HARABEL Contemporary Art Platform , invited by REJA, presents two works by artist Anri Sala: “Take Over” (2017) and “Mixed Behavior Reloaded” (2018) on May 30th, 2018 (20:30). In the time interval between two videos labeled “Take Over”, a conversation is being held between the author and the audience, he tries to examine the ideas transmitted into his work.
Take Over (Marseillaise), 2017
Video projection,
Duration 7:56 min
Take Over (Internationale), 2017
Video projection,
Duration 7:56 min
“Take Over” (2017) is a video and sound installation comrised of two films. It deals with the main themes in Anri Sala’s work by exploring the relationship between music and narrative, architecture and film and the mutual qualities of different media, merging their respective boundaries.
The conceptual starting point are two popular musical works, affiliated by an entangled political and cultural history, the Marseillaise and the Internationale. Composed in 1792, the Marseillaise was closely related to the French Revolution but also quickly spread to other countries where it became a symbol for the overthrow of oppressive regimes.

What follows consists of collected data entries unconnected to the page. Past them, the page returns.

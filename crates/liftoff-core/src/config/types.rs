//! Configuration types

use serde::{Deserialize, Serialize};

use crate::variant::Architecture;

/// Main configuration for Liftoff
#[derive(Debug, Clone, Default, Serialize, Deserialize)]
#[serde(default)]
pub struct Config {
    /// Project identity and worker defaults
    pub project: ProjectConfig,

    /// Secrets materialised into the release build, project defaults when unset
    pub secrets: Option<Vec<SecretConfig>>,

    /// Signing configuration
    pub signing: SigningConfig,

    /// Store publishing configuration
    pub publish: PublishConfig,

    /// Pipeline shape
    pub pipeline: PipelineConfig,

    /// Queue service endpoints
    pub queue: QueueConfig,
}

impl Config {
    /// Secrets the release build fetches
    pub fn effective_secrets(&self) -> Vec<SecretConfig> {
        self.secrets
            .clone()
            .unwrap_or_else(|| default_secrets(&self.project.name))
    }
}

/// Project configuration
#[derive(Debug, Clone, Serialize, Deserialize)]
#[serde(default)]
pub struct ProjectConfig {
    /// Project name used in scopes, routes and worker pools
    pub name: String,

    /// Owner recorded in task metadata
    pub owner: String,

    /// Source URL recorded in task metadata
    pub source: String,

    /// Repository that is allowed to publish index routes
    pub canonical_repository: String,

    /// Address notified when build tasks fail
    pub notify_email: String,

    /// Address notified when performance tests fail
    pub perf_notify_email: String,

    /// Docker image for build tasks
    pub image: String,

    /// Maximum runtime of build tasks, in seconds
    pub max_run_time: u64,

    /// Maximum runtime of performance tests, in seconds
    pub perf_max_run_time: u64,

    /// Provisioner for build workers
    pub build_provisioner: String,

    /// Provisioner for signing and publishing workers
    pub scriptworker_provisioner: String,

    /// Provisioner for performance test devices
    pub perf_provisioner: String,

    /// Directory the build tool writes APKs to
    pub apk_root: String,
}

impl Default for ProjectConfig {
    fn default() -> Self {
        Self {
            name: "fenix".to_string(),
            owner: "release-eng@example.com".to_string(),
            source: "https://github.com/example/fenix/tree/main/automation/taskcluster"
                .to_string(),
            canonical_repository: "https://github.com/example/fenix".to_string(),
            notify_email: "release-eng@example.com".to_string(),
            perf_notify_email: "perftest-alerts@example.com".to_string(),
            image: "mozillamobile/fenix:1.3".to_string(),
            max_run_time: 7200,
            perf_max_run_time: 2700,
            build_provisioner: "aws-provisioner-v1".to_string(),
            scriptworker_provisioner: "scriptworker-prov-v1".to_string(),
            perf_provisioner: "proj-autophone".to_string(),
            apk_root: "/opt/fenix/app/build/outputs/apk".to_string(),
        }
    }
}

/// A secret fetched inside the build task and written to a file
#[derive(Debug, Clone, PartialEq, Eq, Serialize, Deserialize)]
pub struct SecretConfig {
    /// Secret name (without staging prefix)
    pub name: String,

    /// Key within the secret
    pub key: String,

    /// File the value is written to
    pub target: String,
}

/// Default secrets for a project
pub fn default_secrets(project: &str) -> Vec<SecretConfig> {
    vec![
        SecretConfig {
            name: format!("project/mobile/{}/sentry", project),
            key: "dsn".to_string(),
            target: ".sentry_token".to_string(),
        },
        SecretConfig {
            name: format!("project/mobile/{}/leanplum", project),
            key: "production".to_string(),
            target: ".leanplum_token".to_string(),
        },
    ]
}

/// Signing configuration
#[derive(Debug, Clone, Serialize, Deserialize)]
#[serde(default)]
pub struct SigningConfig {
    /// Signing format requested from the signing worker
    pub format: String,
}

impl Default for SigningConfig {
    fn default() -> Self {
        Self {
            format: "autograph_apk".to_string(),
        }
    }
}

/// Store publishing configuration
#[derive(Debug, Clone, Serialize, Deserialize)]
#[serde(default)]
pub struct PublishConfig {
    /// Whether the pipeline ends with a publish task
    pub enabled: bool,

    /// Release track on the store
    pub track: String,

    /// Whether the store transaction is committed
    pub commit: bool,
}

impl Default for PublishConfig {
    fn default() -> Self {
        Self {
            enabled: true,
            track: "nightly".to_string(),
            commit: false,
        }
    }
}

/// Pipeline configuration
#[derive(Debug, Clone, Serialize, Deserialize)]
#[serde(default)]
pub struct PipelineConfig {
    /// Build type of the multi-architecture release build
    pub build_type: String,

    /// Architectures included in the release build
    pub architectures: Vec<Architecture>,

    /// Variant used for unit tests and lint
    pub check_variant: String,

    /// Additional variants built alongside the release build
    pub extra_variants: Vec<String>,

    /// Performance tests run against signed release APKs
    pub performance_tests: Vec<PerformanceTestConfig>,

    /// Index path of the test-harness task used by performance tests
    pub harness_index_path: String,

    /// Repository the test harness is fetched from
    pub harness_repository: String,

    /// Application id of the APK under performance test
    pub performance_binary: String,

    /// Activity launched by the performance harness
    pub performance_activity: String,
}

impl Default for PipelineConfig {
    fn default() -> Self {
        Self {
            build_type: "nightly".to_string(),
            architectures: Architecture::ALL.to_vec(),
            check_variant: "x86Debug".to_string(),
            extra_variants: Vec::new(),
            performance_tests: Vec::new(),
            harness_index_path: "gecko.v2.mozilla-central.latest.firefox.android-hw-opt"
                .to_string(),
            harness_repository: "https://hg.mozilla.org/mozilla-central".to_string(),
            performance_binary: "org.mozilla.fenix.raptor".to_string(),
            performance_activity: "org.mozilla.fenix.browser.BrowserPerformanceTestActivity"
                .to_string(),
        }
    }
}

/// A performance test run on a physical device
#[derive(Debug, Clone, PartialEq, Eq, Serialize, Deserialize)]
pub struct PerformanceTestConfig {
    /// Harness test name (e.g. `raptor-tp6m-1`)
    pub test: String,

    /// Architecture of the APK under test
    pub architecture: Architecture,

    /// Dashboard job symbol
    pub symbol: String,

    /// Run on a 64-bit capable device regardless of architecture
    #[serde(default)]
    pub force_64bit: bool,

    /// Extra harness options appended to the command line
    #[serde(default)]
    pub extra_options: Vec<String>,
}

/// Queue service configuration
#[derive(Debug, Clone, Serialize, Deserialize)]
#[serde(default)]
pub struct QueueConfig {
    /// Queue service base URL
    pub queue_url: String,

    /// Index service base URL
    pub index_url: String,

    /// Public queue URL that devices outside the cluster download artifacts from
    pub public_url: String,

    /// Request timeout in seconds
    pub timeout_secs: u64,
}

impl Default for QueueConfig {
    fn default() -> Self {
        Self {
            queue_url: "http://taskcluster/queue/v1".to_string(),
            index_url: "http://taskcluster/index/v1".to_string(),
            public_url: "https://queue.taskcluster.net/v1".to_string(),
            timeout_secs: 60,
        }
    }
}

Thus the text written in 1871 for “Internationale” was initially set in the melody of “Marseillaise” until 1888 when its original music was composed and the song became the standard anthem of the socialist movement
Both anthems have undergone major changes in their political connotations: from revolution, restoration, socialism, resistance and patriotism, to additional associations with colonization and oppression in the second half of the twentieth century (as national anthems of France and the Soviet Union, respectively). “Take Over” makes audible the close relationship of these two anthems and discovers the musical connection in the footsteps of this symbolic change. It is the very sound that determines the film: the change of focus on the film is linked to the musical tonalities and the movement of the keys that produce the music, even if the background of this system remains elusive. Both films have been originally conceptualized to run simultaneously with their respective soundtracks playing in tandem. For this presentation, the films will be screened one after the other.
Take Over features pianist Clemens Hund-Göschel.
Mixed Behaviour Reloaded, 2018
Performance
Duration approx. 30 min
“Mixed Behavior Reloaded” (2018) is a performance, presented for the first time the public, a sequel to Mixed Behavior’s(2003), Anri’s famous work. This work embodies the most important topics and strategies of the artist’s work, placing in the same visual concept the foreground and the backstage, the light and the darkness, the sound and the picture.
In the original “Mixed Behavior” 2003, a lonely DJ played by Albanian DJ Minimim, spins the record and plays music on the rooftop of a building in Tirana. It rains and is New Year’s eve . The DJ, leaning over his equipment to play music, is covered by a tarpaulin, while on the background the fireworks explode around him, giving light to darkness; their noise crashes at the same time as the sound of the firing guns , a local Albanian festive tradition at the time.
Gradually, we realize that the video’s soundtrack plays in manipulated synchrony with the fireworks, the DJ appears to control a scene that stretches across the background like a movie screen or canvas. However, while the music proceeds in a predictable, linear fashion, seeming to reflect the fireworks in the distance, we realize that the images are periodically moving backward; almost undetectably, Fireworks seem as if they are moving back to get back into their This action suggests the “scratching” practice of DJs on musical discs, quickly and repeatedly, turning the sound back and forth.
For Mixed Behaviour Reloaded, Sala works again with DJ Minimim, inviting him to play in tandem with instances of himself from 15 years ago. The performance will bring back the echo of Tirana sounds of 2003 represented in Mixed Behaviour, now in a completely new sound constellation, as it will resonate the night of May 30th 2018, at REJA, nearby the central Boulevard of Tirana, now manipulating sound synchrony with the city’s vibrant noises.